Pour toute question relative à la campagne Save HIV Funding, veuillez contacter Maxx Boykin, responsable de la campagne, à l'adresse suivante : [email protected].

Pour les demandes de renseignements des médias, veuillez contacter Michael Chancley, responsable de la communication et de la mobilisation, à l'adresseprep4all. 

Les personnes vivant avec le VIH et vulnérables au virus, ainsi que les prestataires de soins, les scientifiques et les défenseurs de la cause du VIH, sont confrontés à un point de basculement draconien : l'administration Trump propose de réduire radicalement la prévention, le traitement et la recherche en matière de VIH pour des services et des interventions permettant de sauver des vies et de réduire les coûts. Ces dernières semaines, plusieurs bureaux d'une importance cruciale pour la riposte nationale au VIH au sein du Département de la santé et des services sociaux, ou HHS, ont été ciblés pour des coupes sévères dans les programmes et le personnel. S'il y avait encore un doute sur l'intention de l'administration de supprimer l'infrastructure VIH financée par le gouvernement fédéral, cette semaine, une fuite sur la demande de budget du HHS pour l'année fiscale 2026 a clairement éviscéré le financement de la prévention du VIH, de la recherche et d'autres efforts visant à mettre fin à l'épidémie de VIH.  

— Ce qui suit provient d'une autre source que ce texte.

//! Error types for the HTTP parser.

use thiserror::Error;

/// Errors that can occur during HTTP request parsing.
#[derive(Debug, Error)]
pub enum Error {
    /// The request is empty or its request line is blank.
    #[error("Empty request")]
    EmptyRequest,

    /// The request line does not have exactly three whitespace-separated fields.
    #[error("Malformed request line: {0}")]
    MalformedRequestLine(String),

    /// A required header is missing from the request.
    #[error("Required header is missing: {0}")]
    MissingHeader(String),

    /// Error parsing JSON.
    #[error("JSON parsing error: {0}")]
    JsonError(#[from] serde_json::Error),
}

Les organisateurs de la campagne "Save HIV Funding" dénoncent ces propositions de réduction et d'autres changements récents au sein du ministère de la santé et des services sociaux qui menacent nos progrès nationaux vers la fin de l'épidémie de VIH, la fourniture de soins aux personnes vivant avec le VIH et la réponse aux syndromes de l'hépatite virale, des maladies sexuellement transmissibles et de la tuberculose. Ces coupes visent à subventionner des réductions d'impôts pour les milliardaires et à saper l'opposition. Les bureaux et les fonds qui sont supprimés ont un objectif très clair et des résultats tangibles dans tout le pays : faire baisser le nombre d'infections par le VIH, veiller à ce que les personnes vivant avec le VIH soient soignées, diagnostiquer et guérir d'autres maladies infectieuses telles que l'hépatite C, veiller à ce que moins de bébés naissent avec la syphilis congénitale ou le VIH, et fournir d'innombrables autres services qui permettent à nos communautés de rester en bonne santé et de se protéger. Le personnel de ces centres est souvent composé de personnes qui viennent directement des communautés touchées par le VIH et qui possèdent une expertise irremplaçable. La majeure partie de ces fonds fédéraux va directement aux États, aux comtés et aux cliniques locales pour soutenir ces services essentiels.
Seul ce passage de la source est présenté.